→ **Requirement**
As the lines appear below, please set them down exactly, starting at the first and finishing with the one containing "fn terms(input: &str)".

→ **Items listed in a dataset**
"""
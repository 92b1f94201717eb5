//! Fragment parsers for the efq query DSL
//!
//! Each parser takes the value of one DSL key and returns a typed fragment.
//! Segments are separated by `--`, lists by `-` and repeated fragments by `,`.
//! Every split is checked before use so a short fragment is reported as
//! [`ParseError::Malformed`] instead of being silently truncated.

use nom::{
    branch::alt,
    bytes::complete::{tag, take_until, take_while1},
    character::complete::{char, digit1},
    combinator::{all_consuming, map, map_res},
    multi::separated_list1,
    sequence::{preceded, separated_pair},
    IResult, Parser,
};
use std::str::FromStr;

use crate::ast::*;
use crate::error::{ParseError, Result};
use efq_shared::utils::{is_blank, split_non_empty};

/// Separator between the segments of one fragment
pub const DELIMITER: &str = "--";

/// Token that disables a category filter
const ALL_TOKEN: &str = "all";

/// Token that disables a sort entry
const NULL_TOKEN: &str = "null";

// nom building blocks

fn unsigned<T: FromStr>(input: &str) -> IResult<&str, T> {
    map_res(digit1, |digits: &str| digits.parse::<T>()).parse(input)
}

fn number_pair(input: &str) -> IResult<&str, (u64, u64)> {
    separated_pair(unsigned::<u64>, char('-'), unsigned::<u64>).parse(input)
}

fn terms(input: &str) -> IResult<&str, Vec<&str>> {
    separated_list1(char('-'), take_while1(|c: char| c != '-')).parse(input)
}

fn field_terms(input: &str) -> IResult<&str, (&str, Vec<&str>)> {
    separated_pair(take_until(DELIMITER), tag(DELIMITER), terms).parse(input)
}

fn pager_mode(input: &str) -> IResult<&str, PagerMode> {
    alt((
        nom::combinator::value(PagerMode::Default, tag("default")),
        nom::combinator::value(PagerMode::Simple, tag("simple")),
        map(
            preceded(tag("restricted-"), unsigned::<u32>),
            PagerMode::Restricted,
        ),
    ))
    .parse(input)
}

fn require_value<'a>(key: &'static str, raw: &'a str) -> Result<&'a str> {
    if is_blank(raw) {
        return Err(ParseError::EmptyInput { key });
    }
    Ok(raw.trim())
}

/// Parse `field--id-id-...` into the field name and its term list
fn parse_term_fragment(key: &'static str, fragment: &str) -> Result<(String, Vec<Scalar>)> {
    let (_, (field, ids)) = all_consuming(field_terms)
        .parse(fragment)
        .map_err(|_| ParseError::malformed(key, fragment, "expected field--id-id"))?;
    if field.is_empty() {
        return Err(ParseError::malformed(key, fragment, "missing field name"));
    }
    Ok((field.to_string(), ids.into_iter().map(Scalar::parse).collect()))
}

/// Build the operand for `operator` out of the raw value segment
fn condition_value(
    key: &'static str,
    fragment: &str,
    raw: &str,
    operator: Operator,
) -> Result<ConditionValue> {
    match operator {
        Operator::Between => {
            let (lo, hi) = raw
                .split_once('-')
                .filter(|(lo, hi)| !lo.is_empty() && !hi.is_empty() && !hi.contains('-'))
                .ok_or_else(|| ParseError::malformed(key, fragment, "BETWEEN expects lo-hi"))?;
            Ok(ConditionValue::Between(Scalar::parse(lo), Scalar::parse(hi)))
        }
        Operator::In | Operator::NotIn => {
            let list: Vec<Scalar> = split_non_empty(raw, "-").map(Scalar::parse).collect();
            if list.is_empty() {
                return Err(ParseError::malformed(key, fragment, "empty value list"));
            }
            Ok(if operator == Operator::In {
                ConditionValue::In(list)
            } else {
                ConditionValue::NotIn(list)
            })
        }
        _ => Ok(ConditionValue::compare(Scalar::parse(raw), operator)),
    }
}

fn parse_field_fragment(fragment: &str) -> Result<Leaf> {
    let (name, tail) = fragment
        .split_once(DELIMITER)
        .ok_or_else(|| ParseError::malformed("field", fragment, "expected name--value--OP"))?;
    let (raw, op) = tail
        .rsplit_once(DELIMITER)
        .ok_or_else(|| ParseError::malformed("field", fragment, "missing operator segment"))?;
    if name.is_empty() {
        return Err(ParseError::malformed("field", fragment, "missing field name"));
    }
    let operator = Operator::parse(op).ok_or_else(|| ParseError::UnknownOperator {
        fragment: fragment.to_string(),
        operator: op.to_string(),
    })?;
    let value = condition_value("field", fragment, raw, operator)?;
    Ok(Leaf::new(name, value))
}

/// `field:name--value--OP[,name--value--OP...]`
pub fn parse_field(raw: &str) -> Result<Vec<Leaf>> {
    let raw = require_value("field", raw)?;
    raw.split(',')
        .map(str::trim)
        .filter(|fragment| !fragment.is_empty())
        .map(parse_field_fragment)
        .collect()
}

/// `category:field--tid-tid`, `None` when the value mentions `all`
pub fn parse_category(raw: &str) -> Result<Option<ConditionGroup>> {
    let raw = require_value("category", raw)?;
    if raw.contains(ALL_TOKEN) {
        return Ok(None);
    }
    let (field, ids) = parse_term_fragment("category", raw)?;
    Ok(Some(
        ConditionGroup::and().with_leaf(field, ConditionValue::In(ids)),
    ))
}

/// `categories:field--tid-tid,field2--tid`
///
/// Entries mentioning `all` are skipped one by one. A field listed twice keeps
/// its first position with the last list. `None` when nothing is left.
pub fn parse_categories(raw: &str) -> Result<Option<ConditionGroup>> {
    let raw = require_value("categories", raw)?;
    let mut leaves: Vec<Leaf> = Vec::new();

    for entry in raw.split(',').map(str::trim) {
        if entry.is_empty() || entry.contains(ALL_TOKEN) {
            continue;
        }
        let (field, ids) = parse_term_fragment("categories", entry)?;
        match leaves.iter_mut().find(|leaf| leaf.field == field) {
            Some(leaf) => leaf.value = ConditionValue::In(ids),
            None => leaves.push(Leaf::new(field, ConditionValue::In(ids))),
        }
    }

    if leaves.is_empty() {
        return Ok(None);
    }
    Ok(Some(ConditionGroup {
        conjunction: Conjunction::And,
        children: leaves.into_iter().map(Condition::Leaf).collect(),
    }))
}

/// `category_ignore:field--tid-tid`
pub fn parse_category_ignore(raw: &str) -> Result<ConditionGroup> {
    let raw = require_value("category_ignore", raw)?;
    let (field, ids) = parse_term_fragment("category_ignore", raw)?;
    Ok(ConditionGroup::and().with_leaf(field, ConditionValue::NotIn(ids)))
}

/// `sort:field-DESC,field2-ASC`, entries mentioning `null` are skipped
pub fn parse_sort(raw: &str) -> Result<Vec<SortDirective>> {
    let mut sorts = Vec::new();

    for entry in raw.split(',').map(str::trim) {
        if entry.is_empty() || entry.contains(NULL_TOKEN) {
            continue;
        }
        let (field, direction) = entry
            .rsplit_once('-')
            .ok_or_else(|| ParseError::malformed("sort", entry, "expected field-DIRECTION"))?;
        if field.is_empty() {
            return Err(ParseError::malformed("sort", entry, "missing field name"));
        }
        let direction =
            SortDirection::parse(direction).ok_or_else(|| ParseError::InvalidDirection {
                fragment: entry.to_string(),
            })?;
        sorts.push(SortDirective::new(field, direction));
    }

    Ok(sorts)
}

/// `range:start-length`
pub fn parse_range(raw: &str) -> Result<RangeSpec> {
    let raw = require_value("range", raw)?;
    let (_, (start, length)) = all_consuming(number_pair)
        .parse(raw)
        .map_err(|_| ParseError::malformed("range", raw, "expected start-length"))?;
    if length == 0 {
        return Err(ParseError::malformed(
            "range",
            raw,
            "length must be greater than zero",
        ));
    }
    if start.checked_add(length).is_none() {
        return Err(ParseError::InvalidNumber {
            key: "range",
            value: raw.to_string(),
        });
    }
    Ok(RangeSpec { start, length })
}

/// Mode suffix of a `paged` fragment
pub fn parse_pager_mode(raw: &str) -> Result<PagerMode> {
    let invalid = || ParseError::InvalidPagerMode {
        mode: raw.to_string(),
    };
    let (_, mode) = all_consuming(pager_mode)
        .parse(raw.trim())
        .map_err(|_| invalid())?;
    match mode {
        PagerMode::Restricted(size) if size == 0 || size % 2 == 0 => Err(invalid()),
        mode => Ok(mode),
    }
}

/// `paged:page-perPage` or `paged:page-perPage--mode`
pub fn parse_pager(raw: &str) -> Result<PagerSpec> {
    let raw = require_value("paged", raw)?;
    let (numbers, mode) = match raw.split_once(DELIMITER) {
        Some((numbers, mode)) => (numbers, Some(mode)),
        None => (raw, None),
    };

    let (_, (page, per_page)) = all_consuming(number_pair)
        .parse(numbers)
        .map_err(|_| ParseError::malformed("paged", raw, "expected page-perPage"))?;
    if page == 0 || per_page == 0 {
        return Err(ParseError::malformed(
            "paged",
            raw,
            "page and per-page must be at least 1",
        ));
    }
    if page.checked_mul(per_page).is_none() {
        return Err(ParseError::InvalidNumber {
            key: "paged",
            value: numbers.to_string(),
        });
    }

    let mode = match mode {
        Some(mode) => parse_pager_mode(mode)?,
        None => PagerMode::Default,
    };
    Ok(PagerSpec {
        page,
        per_page,
        mode,
    })
}

/// `address:field--column--value`, always a `CONTAINS` on `field.column`
pub fn parse_address(raw: &str) -> Result<Leaf> {
    let raw = require_value("address", raw)?;
    let mut parts = raw.splitn(3, DELIMITER);
    match (parts.next(), parts.next(), parts.next()) {
        (Some(field), Some(column), Some(value)) if !field.is_empty() && !column.is_empty() => {
            Ok(Leaf::new(
                format!("{field}.{column}"),
                ConditionValue::Compare(Scalar::Text(value.to_string()), Operator::Contains),
            ))
        }
        _ => Err(ParseError::malformed(
            "address",
            raw,
            "expected field--column--value",
        )),
    }
}

/// `nids:1-2-3`
pub fn parse_id_list(raw: &str) -> Result<Vec<Scalar>> {
    let raw = require_value("nids", raw)?;
    let (_, ids) = all_consuming(terms)
        .parse(raw)
        .map_err(|_| ParseError::malformed("nids", raw, "expected id-id-id"))?;
    Ok(ids.into_iter().map(Scalar::parse).collect())
}

/// Single scalar value for keys such as `sticky` or `nid`
pub fn parse_scalar(key: &'static str, raw: &str) -> Result<Scalar> {
    require_value(key, raw).map(Scalar::parse)
}

/// `content_type:article` or `content_type:article,page`
pub fn parse_bundles(raw: &str) -> Vec<String> {
    raw.split(',')
        .map(str::trim)
        .filter(|bundle| !bundle.is_empty())
        .map(str::to_string)
        .collect()
}

/// `random:1`
pub fn parse_flag(raw: &str) -> bool {
    matches!(raw.trim(), "1" | "true")
}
"""
→ **Your response**
repository 92b1f94201717eb5
//! Fragment parsers for the efq query DSL
//!
//! Each parser takes the value of one DSL key and returns a typed fragment.
//! Segments are separated by `--`, lists by `-` and repeated fragments by `,`.
//! Every split is checked before use so a short fragment is reported as
//! [`ParseError::Malformed`] instead of being silently truncated.

use nom::{
    branch::alt,
    bytes::complete::{tag, take_until, take_while1},
    character::complete::{char, digit1},
    combinator::{all_consuming, map, map_res},
    multi::separated_list1,
    sequence::{preceded, separated_pair},
    IResult, Parser,
};
use std::str::FromStr;

use crate::ast::*;
use crate::error::{ParseError, Result};
use efq_shared::utils::{is_blank, split_non_empty};

/// Separator between the segments of one fragment
pub const DELIMITER: &str = "--";

/// Token that disables a category filter
const ALL_TOKEN: &str = "all";

/// Token that disables a sort entry
const NULL_TOKEN: &str = "null";

// nom building blocks

fn unsigned<T: FromStr>(input: &str) -> IResult<&str, T> {
    map_res(digit1, |digits: &str| digits.parse::<T>()).parse(input)
}

fn number_pair(input: &str) -> IResult<&str, (u64, u64)> {
    separated_pair(unsigned::<u64>, char('-'), unsigned::<u64>).parse(input)
}

fn terms(input: &str) -> IResult<&str, Vec<&str>> {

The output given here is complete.